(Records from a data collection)
______
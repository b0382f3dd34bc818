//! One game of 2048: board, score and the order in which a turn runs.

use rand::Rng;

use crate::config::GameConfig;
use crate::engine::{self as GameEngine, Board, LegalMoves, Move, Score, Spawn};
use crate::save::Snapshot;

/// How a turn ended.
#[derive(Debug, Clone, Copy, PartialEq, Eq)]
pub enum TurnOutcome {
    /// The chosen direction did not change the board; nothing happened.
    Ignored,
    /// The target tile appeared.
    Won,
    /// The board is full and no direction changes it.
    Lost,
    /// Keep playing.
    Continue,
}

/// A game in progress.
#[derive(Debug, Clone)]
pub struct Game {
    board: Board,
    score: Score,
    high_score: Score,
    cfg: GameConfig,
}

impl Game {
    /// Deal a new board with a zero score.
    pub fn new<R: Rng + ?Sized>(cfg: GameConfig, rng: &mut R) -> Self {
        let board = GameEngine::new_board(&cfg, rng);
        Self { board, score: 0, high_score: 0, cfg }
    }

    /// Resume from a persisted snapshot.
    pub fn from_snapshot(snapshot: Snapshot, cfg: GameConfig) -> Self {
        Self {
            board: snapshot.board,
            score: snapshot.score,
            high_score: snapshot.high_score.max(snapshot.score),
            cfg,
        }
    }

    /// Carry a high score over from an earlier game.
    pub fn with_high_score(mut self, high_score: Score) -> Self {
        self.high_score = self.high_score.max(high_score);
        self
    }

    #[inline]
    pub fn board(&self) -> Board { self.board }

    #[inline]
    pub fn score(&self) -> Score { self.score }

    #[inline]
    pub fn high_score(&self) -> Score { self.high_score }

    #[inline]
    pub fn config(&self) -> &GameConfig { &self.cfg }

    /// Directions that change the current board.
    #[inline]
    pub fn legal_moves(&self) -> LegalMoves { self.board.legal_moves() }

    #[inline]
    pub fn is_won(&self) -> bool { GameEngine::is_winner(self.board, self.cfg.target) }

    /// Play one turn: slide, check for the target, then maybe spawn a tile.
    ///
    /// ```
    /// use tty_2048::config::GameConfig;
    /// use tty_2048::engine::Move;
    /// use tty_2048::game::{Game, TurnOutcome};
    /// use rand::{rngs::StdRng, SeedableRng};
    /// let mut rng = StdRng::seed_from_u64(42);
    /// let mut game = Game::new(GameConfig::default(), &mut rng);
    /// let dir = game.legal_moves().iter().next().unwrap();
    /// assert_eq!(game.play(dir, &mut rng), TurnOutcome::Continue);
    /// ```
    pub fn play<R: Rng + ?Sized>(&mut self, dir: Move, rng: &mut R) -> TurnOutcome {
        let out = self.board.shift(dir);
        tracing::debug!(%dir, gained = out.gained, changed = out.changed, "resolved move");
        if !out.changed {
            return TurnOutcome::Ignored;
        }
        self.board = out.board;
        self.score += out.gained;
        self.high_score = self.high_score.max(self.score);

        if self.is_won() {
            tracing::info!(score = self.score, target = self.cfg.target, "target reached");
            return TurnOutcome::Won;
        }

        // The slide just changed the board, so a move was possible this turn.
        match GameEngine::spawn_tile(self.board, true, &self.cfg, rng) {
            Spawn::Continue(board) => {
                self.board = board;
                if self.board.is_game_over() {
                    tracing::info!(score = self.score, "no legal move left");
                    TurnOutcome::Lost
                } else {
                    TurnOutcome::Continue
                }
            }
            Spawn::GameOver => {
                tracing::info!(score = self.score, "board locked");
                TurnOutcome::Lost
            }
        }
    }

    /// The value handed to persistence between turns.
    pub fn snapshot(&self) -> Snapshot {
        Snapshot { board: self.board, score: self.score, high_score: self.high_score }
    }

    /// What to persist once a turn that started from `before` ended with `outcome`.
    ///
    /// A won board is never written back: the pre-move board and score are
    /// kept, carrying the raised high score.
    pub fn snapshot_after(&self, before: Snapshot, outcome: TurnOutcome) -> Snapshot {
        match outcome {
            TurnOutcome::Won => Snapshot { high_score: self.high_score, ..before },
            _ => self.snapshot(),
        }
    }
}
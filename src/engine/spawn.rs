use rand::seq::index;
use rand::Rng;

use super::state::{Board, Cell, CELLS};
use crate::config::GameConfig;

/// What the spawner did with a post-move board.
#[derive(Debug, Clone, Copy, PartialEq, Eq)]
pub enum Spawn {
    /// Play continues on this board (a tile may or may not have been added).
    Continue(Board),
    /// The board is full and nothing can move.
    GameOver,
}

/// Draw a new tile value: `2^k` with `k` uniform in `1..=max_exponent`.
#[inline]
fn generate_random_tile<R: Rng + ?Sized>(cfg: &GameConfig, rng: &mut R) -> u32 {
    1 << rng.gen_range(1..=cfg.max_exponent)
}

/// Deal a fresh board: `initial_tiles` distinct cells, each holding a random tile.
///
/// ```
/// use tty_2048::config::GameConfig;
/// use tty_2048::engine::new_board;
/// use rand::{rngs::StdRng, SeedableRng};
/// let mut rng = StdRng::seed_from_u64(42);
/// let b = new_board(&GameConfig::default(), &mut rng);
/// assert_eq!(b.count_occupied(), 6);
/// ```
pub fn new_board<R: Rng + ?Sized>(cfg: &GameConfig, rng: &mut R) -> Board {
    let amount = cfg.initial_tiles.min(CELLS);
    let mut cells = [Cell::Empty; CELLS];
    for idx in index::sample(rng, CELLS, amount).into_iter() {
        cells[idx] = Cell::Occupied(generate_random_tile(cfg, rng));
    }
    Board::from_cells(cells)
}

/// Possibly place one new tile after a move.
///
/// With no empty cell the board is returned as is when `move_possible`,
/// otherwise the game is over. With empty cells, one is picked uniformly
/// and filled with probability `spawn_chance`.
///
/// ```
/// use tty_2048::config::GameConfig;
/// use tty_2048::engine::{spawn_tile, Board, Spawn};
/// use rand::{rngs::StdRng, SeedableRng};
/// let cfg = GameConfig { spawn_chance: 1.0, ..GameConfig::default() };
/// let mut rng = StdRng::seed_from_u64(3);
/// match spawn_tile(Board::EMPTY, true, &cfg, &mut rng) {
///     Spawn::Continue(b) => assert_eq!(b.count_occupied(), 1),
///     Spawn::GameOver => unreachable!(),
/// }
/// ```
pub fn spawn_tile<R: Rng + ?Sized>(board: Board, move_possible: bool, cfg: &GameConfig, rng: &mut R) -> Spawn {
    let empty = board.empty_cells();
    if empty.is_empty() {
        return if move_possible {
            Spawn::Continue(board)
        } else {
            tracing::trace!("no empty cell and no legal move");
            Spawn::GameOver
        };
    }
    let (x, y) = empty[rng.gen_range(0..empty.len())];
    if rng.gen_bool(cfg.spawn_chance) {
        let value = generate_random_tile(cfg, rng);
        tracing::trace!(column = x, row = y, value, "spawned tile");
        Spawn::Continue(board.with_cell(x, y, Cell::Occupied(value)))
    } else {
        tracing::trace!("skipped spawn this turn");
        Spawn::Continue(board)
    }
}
______
WHAT THE TASK ASKS. Go through the entries and copy every line that has "target".

SOLUTION FOR THIS TASK.
    /// The target tile appeared.
    pub fn is_won(&self) -> bool { GameEngine::is_winner(self.board, self.cfg.target) }
    /// Play one turn: slide, check for the target, then maybe spawn a tile.
            tracing::info!(score = self.score, target = self.cfg.target, "target reached");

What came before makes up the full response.